**ASSIGNMENT**
Nothing may be left out, so copy every entry exactly.

Stored data:
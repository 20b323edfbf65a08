use super::OwnedAccess;
use crate::application::ports::feedback_repository::FeedbackRepository;
use crate::domain::feedback::feedback::Feedback;

pub struct GetFeedback<'a, R: FeedbackRepository + ?Sized> {
    pub repo: &'a R,
}

impl<'a, R: FeedbackRepository + ?Sized> GetFeedback<'a, R> {
    pub async fn execute(&self, id: i32, actor: &str) -> anyhow::Result<OwnedAccess<Feedback>> {
        Ok(match self.repo.get(id).await? {
            None => OwnedAccess::NotFound,
            Some(f) if f.is_owned_by(actor) => OwnedAccess::Granted(f),
            Some(_) => OwnedAccess::Forbidden,
        })
    }
}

**ANSWER SECTION**
repository 20b323edfbf65a08
use super::OwnedAccess;
use crate::application::ports::feedback_repository::FeedbackRepository;
use crate::domain::feedback::feedback::Feedback;

pub struct GetFeedback<'a, R: FeedbackRepository + ?Sized> {
    pub repo: &'a R,
}

impl<'a, R: FeedbackRepository + ?Sized> GetFeedback<'a, R> {
    pub async fn execute(&self, id: i32, actor: &str) -> anyhow::Result<OwnedAccess<Feedback>> {
        Ok(match self.repo.get(id).await? {
            None => OwnedAccess::NotFound,
            Some(f) if f.is_owned_by(actor) => OwnedAccess::Granted(f),
            Some(_) => OwnedAccess::Forbidden,
        })
    }
}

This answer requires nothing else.